C’était dimanche 3 octobre, sur RTL. François Baroin, ministre du Budget, invité de l’émission politique le Grand Jury, se félicitait de la qualité du débat sur retraites. Louant la « pédagogie » des acteurs, il ajoutait : « Ce qui compte, c’est que les Français comprennent l’enjeu. » Sauf que quelques minutes avant, le même s’était plutôt échiné à brouiller les cartes, s’indignant contre « l’union de la gauche, de Besancenot à Martine Aubry, qui n’ont plus qu’un seul slogan : 60 ans et à taux plein ». Et de rajouter, théâtral : « Mais c’est une blague ! C’est une farce ! C’est irresponsable sur le plan politique. On ne peut pas être un parti de gouvernement comme l’est le PS et tenir ce type de position. » C’est effectivement une blague. Car les socialistes ne défendent nullement, à l’inverse du NPA, la retraite à 60 ans et à taux plein. C’est même la ligne de démarcation entre le PS et sa gauche. Mais voilà, l’heure n’est plus à la nuance. Dans la dernière ligne droite du débat parlementaire, et alors que les manifestations ne faiblissent pas, il faut emporter l’adhésion. Quitte à mentir.
Les parfaits bobards
Quelques heures plus tard, le même jour, mais cette fois à la télé, François Fillon en apportait une autre preuve. Le Premier ministre est l’invité de Capital, sur M6. Le journaliste Guy Lagache lui oppose la critique de fond des syndicats contre la réforme : elle est « injuste », insiste Lagache, car elle poussera ceux qui ont commencé à travailler à 18 ans à cotiser pendant 44 ans, bien au-delà du nombre minimal d’annuités requis, avant de pouvoir partir en retraite à 62 ans. Implacable. Fillon tourne autour du pot, puis lâche cet énorme bobard : ce n’est pas injuste, car les salariés en question toucheront« une retraite plus élevée ». Archifaux. C’est même le nœud du problème : un salarié partant à 62 ans et ayant cotisé 44 ans aura la même retraite qu’un autre partant au même âge avec 41,5 ans de cotisation.

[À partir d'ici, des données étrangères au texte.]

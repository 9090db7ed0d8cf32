//! HTTP client tests against a mocked completion backend and ticket service

use quota_relay::completion::{CompletionClient, HttpCompletionClient};
use quota_relay::config::Config;
use quota_relay::redemption::{HttpRedemptionClient, RedemptionClient, RedemptionOutcome};
use quota_relay::Error;
use serde_json::json;
use std::time::Duration;
use wiremock::matchers::{body_json, body_string_contains, header, method, path};
use wiremock::{Mock, MockServer, ResponseTemplate};

fn config_for(server: &MockServer) -> Config {
    let mut config = Config::for_test(&std::env::temp_dir());
    config.completion_url = format!("{}/api", server.uri());
    config.redemption_url = format!("{}/ticket/consume", server.uri());
    config
}

// ============================================================================
// Completion
// ============================================================================

#[tokio::test]
async fn test_completion_success_trims_message() {
    let server = MockServer::start().await;
    let config = config_for(&server);
    Mock::given(method("POST"))
        .and(path("/api"))
        .and(body_json(json!({
            "prompt": "hello",
            "conversation_id": config.conversation_id,
        })))
        .respond_with(ResponseTemplate::new(200).set_body_json(json!({"message": "  hi there \n"})))
        .expect(1)
        .mount(&server)
        .await;

    let client = HttpCompletionClient::new(&config);
    assert_eq!(client.complete("hello").await.unwrap(), "hi there");
}

#[tokio::test]
async fn test_completion_http_error_keeps_status() {
    let server = MockServer::start().await;
    Mock::given(method("POST"))
        .and(path("/api"))
        .respond_with(ResponseTemplate::new(429).set_body_string("rate limited"))
        .mount(&server)
        .await;

    let client = HttpCompletionClient::new(&config_for(&server));
    let err = client.complete("hello").await.unwrap_err();
    assert_eq!(err.status, Some(429));
    assert!(err.message.contains("rate limited"));
}

#[tokio::test]
async fn test_completion_timeout_has_no_status() {
    let server = MockServer::start().await;
    Mock::given(method("POST"))
        .and(path("/api"))
        .respond_with(
            ResponseTemplate::new(200)
                .set_body_json(json!({"message": "late"}))
                .set_delay(Duration::from_secs(2)),
        )
        .mount(&server)
        .await;

    let client =
        HttpCompletionClient::new(&config_for(&server)).with_timeout(Duration::from_millis(200));
    let err = client.complete("hello").await.unwrap_err();
    assert_eq!(err.status, None);
    assert!(err.message.contains("timed out"));
}

#[tokio::test]
async fn test_completion_missing_message_is_empty_answer() {
    let server = MockServer::start().await;
    Mock::given(method("POST"))
        .and(path("/api"))
        .respond_with(ResponseTemplate::new(200).set_body_json(json!({})))
        .mount(&server)
        .await;

    let client = HttpCompletionClient::new(&config_for(&server));
    assert_eq!(client.complete("hello").await.unwrap(), "");
}

// ============================================================================
// Redemption
// ============================================================================

#[tokio::test]
async fn test_redemption_accepted() {
    let server = MockServer::start().await;
    Mock::given(method("POST"))
        .and(path("/ticket/consume"))
        .and(header("content-type", "application/x-www-form-urlencoded"))
        .and(body_string_contains("userId=ABC123"))
        .respond_with(ResponseTemplate::new(200).set_body_json(json!({"code": 0, "message": "ok"})))
        .expect(1)
        .mount(&server)
        .await;

    let client = HttpRedemptionClient::new(&config_for(&server));
    assert_eq!(client.redeem("ABC123").await.unwrap(), RedemptionOutcome::Accepted);
}

#[tokio::test]
async fn test_redemption_rejected() {
    let server = MockServer::start().await;
    Mock::given(method("POST"))
        .and(path("/ticket/consume"))
        .respond_with(
            ResponseTemplate::new(200).set_body_json(json!({"code": 4001, "message": "already used"})),
        )
        .mount(&server)
        .await;

    let client = HttpRedemptionClient::new(&config_for(&server));
    assert_eq!(
        client.redeem("OLD").await.unwrap(),
        RedemptionOutcome::Rejected {
            code: 4001,
            message: "already used".to_string(),
        }
    );
}

#[tokio::test]
async fn test_redemption_server_error() {
    let server = MockServer::start().await;
    Mock::given(method("POST"))
        .and(path("/ticket/consume"))
        .respond_with(ResponseTemplate::new(500))
        .mount(&server)
        .await;

    let client = HttpRedemptionClient::new(&config_for(&server));
    let err = client.redeem("ABC").await.unwrap_err();
    assert!(matches!(err, Error::Redemption(_)));
}
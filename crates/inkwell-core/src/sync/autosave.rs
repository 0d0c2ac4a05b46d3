//! Debounced autosave for title and body edits.

use std::sync::Arc;

use futures::FutureExt;

use crate::sync::debounce::{DebouncedAction, Debouncer};
use crate::sync::engine::SyncEngine;

/// Turns edit events into at most one pending save.
///
/// Title and body edits share this one scheduler, so either resets the timer.
/// The title and content are read from the editor when the timer fires, not
/// when the edit happened.
pub struct AutosaveScheduler {
    debouncer: Debouncer,
}

impl AutosaveScheduler {
    pub fn new(engine: Arc<SyncEngine>) -> Self {
        let delay = engine.config().autosave_delay;
        let action: DebouncedAction = Arc::new(move || {
            let engine = engine.clone();
            async move {
                let title = engine.editor().title();
                let content = engine.editor().content();
                if let Err(e) = engine.save(&title, &content).await {
                    tracing::debug!(error = %e, "Autosave did not complete");
                }
            }
            .boxed()
        });

        Self {
            debouncer: Debouncer::new(delay, action),
        }
    }

    /// Title or body changed.
    pub fn on_edit(&self) {
        self.debouncer.trigger();
    }

    /// Save right away instead of waiting out the quiet period.
    pub async fn flush(&self) {
        self.debouncer.flush().await;
    }

    pub fn cancel(&self) -> bool {
        self.debouncer.cancel()
    }

    pub fn is_pending(&self) -> bool {
        self.debouncer.is_pending()
    }
}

Zappons maintenant sur i-Télé, toujours ce 3 octobre : Dominique de Villepin est l’invité de l’émission Dimanche soir politique. L’ex-Premier ministre, transformé en opposant numéro 1 de Sarkozy au sein de la majorité, dénonce le report de 65 à 67 ans de l’âge de départ à taux plein : « Avec la réforme, 50% des femmes seraient obligées de partir à la retraite à 67 ans. » Re-zappons sur M6, pour entendre… exactement l’inverse, puisque François Fillon prétend démonter les mensonges proférés sur le sujet : « Il y a une désinformation totale sur cette affaire de 67 ans. Très peu de gens partiront à la retraite à 67 ans, il n’y en aura même sans doute pas. De même qu’aujourd’hui, il y a très peu de gens qui partent à 65 ans. » Tâchons de comprendre : la moitié des femmes partiront-elles à la retraite à 67 ans… ou bien aucune ? La vérité se situe… entre les deux. Actuellement, 17% des Français (21% des femmes) attendent d’atteindre l’âge du taux plein (65 ans) pour partir en retraite. Contrairement à ce que dit Fillon, l’allongement de la durée des études, retardant l’entrée sur le marché du travail, conjuguée au durcissement des conditions d’obtention de la retraite, vont contraindre de plus en plus de Français à travailler jusqu’à l’âge du taux plein. Arrivera-t-on à la proportion de 50% de femmes citée par Villepin ? Aucune étude n’étaye cette sombre projection.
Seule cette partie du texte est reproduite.